The study introduces a multi-crystal arrangement approach that significantly enhances angular dispersion rates, making ultra-high-resolution x-ray spectrographs feasible.

Findings

Multi-crystal arrangements yield over tenfold increase in angular dispersion rates.

Hard x-ray spectrographs with resolving power beyond 10^8 are achievable.
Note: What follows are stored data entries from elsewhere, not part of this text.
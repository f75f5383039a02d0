// Host-side tests for asset progress tracking and the overlay timeline.

use viewer_core::{
    ease_out_quad, LoadEvent, LoadTracker, OverlayTimeline, ViewerError, OVERLAY_FADE_DURATION_SEC,
    OVERLAY_START_DELAY_SEC, SCENE_READY_DELAY_SEC,
};

fn tracker_with(urls: &[&str]) -> LoadTracker {
    let mut t = LoadTracker::new();
    for u in urls {
        t.item_start(*u);
    }
    t
}

fn approx(a: f32, b: f32) -> bool {
    (a - b).abs() < 1e-5
}

#[test]
fn progress_reports_running_ratio() {
    let urls: Vec<String> = (0..10).map(|i| format!("/a/{i}")).collect();
    let refs: Vec<&str> = urls.iter().map(String::as_str).collect();
    let mut tracker = tracker_with(&refs);
    let mut timeline = OverlayTimeline::new();

    let mut seen = Vec::new();
    for url in &refs {
        for ev in tracker.item_end(url).unwrap() {
            if let LoadEvent::Progress { loaded, total, .. } = ev {
                timeline.set_progress(loaded, total);
                seen.push(timeline.bar_scale());
            }
        }
    }
    assert!(approx(seen[0], 0.1));
    assert!(approx(seen[4], 0.5));
    assert!(approx(seen[9], 1.0));
}

#[test]
fn completion_fires_once_after_last_item() {
    let mut tracker = tracker_with(&["/m.glb", "/px.jpg"]);
    let first = tracker.item_end("/m.glb").unwrap();
    assert!(!first.iter().any(|e| matches!(e, LoadEvent::Complete { .. })));
    assert!(!tracker.is_complete());

    let last = tracker.item_end("/px.jpg").unwrap();
    assert_eq!(last.last(), Some(&LoadEvent::Complete { errors: 0 }));
    assert!(tracker.is_complete());

    // settling again yields nothing
    assert!(tracker.item_end("/px.jpg").unwrap().is_empty());
}

#[test]
fn failed_item_still_counts_toward_completion() {
    let mut tracker = tracker_with(&["/m.glb", "/px.jpg"]);
    tracker.item_end("/m.glb").unwrap();
    let events = tracker.item_error("/px.jpg", "HTTP 404").unwrap();
    assert_eq!(
        events.as_slice(),
        &[
            LoadEvent::Error {
                url: "/px.jpg".into(),
                reason: "HTTP 404".into()
            },
            LoadEvent::Progress {
                url: "/px.jpg".into(),
                loaded: 2,
                total: 2
            },
            LoadEvent::Complete { errors: 1 },
        ]
    );
}

#[test]
fn unknown_url_is_rejected() {
    let mut tracker = tracker_with(&["/m.glb"]);
    assert_eq!(
        tracker.item_end("/other.glb"),
        Err(ViewerError::UnknownAsset {
            url: "/other.glb".into()
        })
    );
    assert_eq!(tracker.loaded(), 0);
}

#[test]
fn progress_with_nothing_registered_is_zero() {
    let mut timeline = OverlayTimeline::new();
    timeline.set_progress(0, 0);
    assert_eq!(timeline.bar_scale(), 0.0);
}

#[test]
fn overlay_stays_opaque_until_complete() {
    let timeline = OverlayTimeline::new();
    assert_eq!(timeline.overlay_alpha(100.0), 1.0);
    assert!(!timeline.ready(100.0));
    assert!(!timeline.bar_ended(100.0));
}

#[test]
fn timeline_follows_completion_delays() {
    let mut timeline = OverlayTimeline::new();
    timeline.complete(10.0);
    timeline.complete(50.0);
    assert_eq!(timeline.completed_at(), Some(10.0));

    assert!(!timeline.bar_ended(10.0 + OVERLAY_START_DELAY_SEC - 0.01));
    assert!(timeline.bar_ended(10.0 + OVERLAY_START_DELAY_SEC));

    let fade_start = 10.0 + OverlayTimeline::fade_start_offset();
    assert_eq!(timeline.overlay_alpha(fade_start), 1.0);
    assert!(approx(
        timeline.overlay_alpha(fade_start + OVERLAY_FADE_DURATION_SEC * 0.5),
        0.25
    ));
    assert_eq!(
        timeline.overlay_alpha(fade_start + OVERLAY_FADE_DURATION_SEC),
        0.0
    );
    assert_eq!(timeline.overlay_alpha(fade_start + 60.0), 0.0);

    assert!(!timeline.ready(10.0 + SCENE_READY_DELAY_SEC - 0.01));
    assert!(timeline.ready(10.0 + SCENE_READY_DELAY_SEC));
}

#[test]
fn scene_becomes_ready_while_overlay_is_fading() {
    let mut timeline = OverlayTimeline::new();
    timeline.complete(0.0);
    let alpha = timeline.overlay_alpha(SCENE_READY_DELAY_SEC);
    assert!(alpha < 1.0 && alpha > 0.0);
}

#[test]
fn failures_accumulate() {
    let mut timeline = OverlayTimeline::new();
    assert_eq!(timeline.failure(), None);
    timeline.fail("a: HTTP 404");
    timeline.fail("b: decode");
    assert_eq!(timeline.failure(), Some("a: HTTP 404; b: decode"));
}

#[test]
fn ease_is_monotone_and_clamped() {
    assert_eq!(ease_out_quad(-1.0), 0.0);
    assert_eq!(ease_out_quad(2.0), 1.0);
    let mut prev = 0.0;
    for i in 1..=10 {
        let v = ease_out_quad(i as f64 / 10.0);
        assert!(v > prev);
        prev = v;
    }
}

#[test]
fn displayed_scale_follows_progress_events_in_order() {
    let mut timeline = OverlayTimeline::new();
    let shown: Vec<f32> = [(1, 10), (5, 10), (10, 10)]
        .into_iter()
        .map(|(loaded, total)| {
            timeline.set_progress(loaded, total);
            timeline.bar_scale()
        })
        .collect();
    assert!(approx(shown[0], 0.1));
    assert!(approx(shown[1], 0.5));
    assert!(approx(shown[2], 1.0));
}
//! Priority scheduler for controllable operations.
//!
//! The [`Scheduler`] holds operation factories in priority order and starts
//! them under a concurrency cap and an optional interval (rate) cap.
//!
//! # Overview
//!
//! - [`Scheduler::add`] returns an [`Operation`] right away. Once the factory
//!   runs, that operation forwards `pause()`, `resume()`, `cancel()` and
//!   progress to the operation the factory produced. Canceling it before it
//!   starts withdraws the entry.
//! - Entries start in descending priority order, FIFO among equal priorities.
//! - With an interval cap, at most `interval_cap` operations start per
//!   `interval`. The window timer only runs while there is queued work.
//!
//! # Example
//!
//! ```no_run
//! use std::time::Duration;
//! use patchfetch_core::operation::{Operation, OperationError};
//! use patchfetch_core::scheduler::{Scheduler, SchedulerOptions};
//!
//! # async fn example() -> Result<(), Box<dyn std::error::Error>> {
//! let scheduler = Scheduler::new(
//!     SchedulerOptions::default()
//!         .with_concurrency(4)
//!         .with_interval_cap(10, Duration::from_secs(1)),
//! )?;
//!
//! let op: Operation<u64, std::io::Error> = scheduler.add(
//!     || Operation::new(|_ctx| async { Ok::<_, OperationError<std::io::Error>>(1) }),
//!     0,
//! );
//! scheduler.on_idle().await;
//! assert_eq!(op.await.ok(), Some(1));
//! # Ok(())
//! # }
//! ```

mod options;
mod priority_queue;

use std::sync::{Arc, Mutex, MutexGuard, PoisonError, Weak};
use std::time::Duration;

use tokio::sync::{oneshot, watch};
use tokio::task::JoinHandle;
use tokio::time::{Instant, MissedTickBehavior};
use tracing::{debug, trace};

use crate::operation::{
    Capability, ControlHandler, ControlKind, Operation, OperationBuilder, OperationContext,
    OperationError,
};
use priority_queue::PriorityQueue;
Potential for faster, more precise x-ray spectral analysis.

Abstract

Spectrograph is an optical device that is used to disperse photons of different energies $E$ into distinct directions and space locations, and to take a snapshot of the whole spectrum of photon energies with a spatially sensitive photon detector. Substantial advantage of a spectrograph over an ordinary spectral analyzer, is its ability to deal with many photon energies simultaneously, thus reducing exposure time per spectrum considerably. To realize a spectrograph, dispersing elements with large angular dispersion rate are required. Here we show, on the example of CDW x-ray optics [1-3], that multi-crystal arrangements may feature cumulative angular dispersion rates more than an order of magnitude larger than those attainable in single Bragg reflections. This makes, first, hard x-ray spectrographs feasible, and, secondly, a resolving power beyond $E/\Delta E \gtrsim 10^{8}$ achievable.